═══ Records shown ═══

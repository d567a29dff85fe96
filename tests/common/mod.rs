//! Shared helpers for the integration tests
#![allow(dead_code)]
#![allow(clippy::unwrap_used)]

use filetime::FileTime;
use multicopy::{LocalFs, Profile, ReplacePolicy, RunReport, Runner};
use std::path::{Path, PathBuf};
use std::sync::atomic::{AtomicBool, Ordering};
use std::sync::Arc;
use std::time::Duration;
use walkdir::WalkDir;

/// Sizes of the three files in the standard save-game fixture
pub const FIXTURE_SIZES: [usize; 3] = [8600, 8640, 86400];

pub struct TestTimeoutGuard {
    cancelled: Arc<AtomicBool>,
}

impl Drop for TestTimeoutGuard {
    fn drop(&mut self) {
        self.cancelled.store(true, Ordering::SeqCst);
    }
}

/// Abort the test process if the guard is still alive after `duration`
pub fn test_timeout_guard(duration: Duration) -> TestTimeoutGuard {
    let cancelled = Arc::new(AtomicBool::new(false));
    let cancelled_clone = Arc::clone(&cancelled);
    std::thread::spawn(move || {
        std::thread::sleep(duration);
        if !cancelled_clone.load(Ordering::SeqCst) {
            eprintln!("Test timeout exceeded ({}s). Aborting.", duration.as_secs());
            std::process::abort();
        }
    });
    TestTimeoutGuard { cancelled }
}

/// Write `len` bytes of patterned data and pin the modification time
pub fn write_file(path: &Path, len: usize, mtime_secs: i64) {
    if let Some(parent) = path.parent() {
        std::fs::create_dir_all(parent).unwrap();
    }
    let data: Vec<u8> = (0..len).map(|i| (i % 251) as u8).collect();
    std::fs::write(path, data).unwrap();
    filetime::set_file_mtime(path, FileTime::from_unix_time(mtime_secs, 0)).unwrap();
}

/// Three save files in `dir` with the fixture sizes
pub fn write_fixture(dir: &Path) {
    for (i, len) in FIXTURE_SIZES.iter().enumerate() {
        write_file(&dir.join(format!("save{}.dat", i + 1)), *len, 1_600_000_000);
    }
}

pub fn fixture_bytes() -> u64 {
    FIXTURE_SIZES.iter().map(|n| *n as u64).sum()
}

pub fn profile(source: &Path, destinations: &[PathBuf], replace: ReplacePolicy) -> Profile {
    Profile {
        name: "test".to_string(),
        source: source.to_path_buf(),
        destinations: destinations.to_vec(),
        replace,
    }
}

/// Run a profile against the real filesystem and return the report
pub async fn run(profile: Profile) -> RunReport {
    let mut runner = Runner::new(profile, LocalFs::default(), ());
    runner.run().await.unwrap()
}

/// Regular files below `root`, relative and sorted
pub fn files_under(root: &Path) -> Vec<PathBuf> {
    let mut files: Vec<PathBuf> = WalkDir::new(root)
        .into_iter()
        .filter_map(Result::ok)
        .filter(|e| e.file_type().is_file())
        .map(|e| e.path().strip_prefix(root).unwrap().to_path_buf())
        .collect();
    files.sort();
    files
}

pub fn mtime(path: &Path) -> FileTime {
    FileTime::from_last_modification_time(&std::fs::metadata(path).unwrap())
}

═══

Your reply should hold only the lines from the first line of the records through the one with "fn drop(&mut self)", reproduced word for word.

_Written solution:_
repository d567a29dff85fe96
filename tests/common/mod.rs
//! Shared helpers for the integration tests
#![allow(dead_code)]
#![allow(clippy::unwrap_used)]

use filetime::FileTime;
use multicopy::{LocalFs, Profile, ReplacePolicy, RunReport, Runner};
use std::path::{Path, PathBuf};
use std::sync::atomic::{AtomicBool, Ordering};
use std::sync::Arc;
use std::time::Duration;
use walkdir::WalkDir;

/// Sizes of the three files in the standard save-game fixture
pub const FIXTURE_SIZES: [usize; 3] = [8600, 8640, 86400];

pub struct TestTimeoutGuard {
    cancelled: Arc<AtomicBool>,
}

impl Drop for TestTimeoutGuard {
    fn drop(&mut self) {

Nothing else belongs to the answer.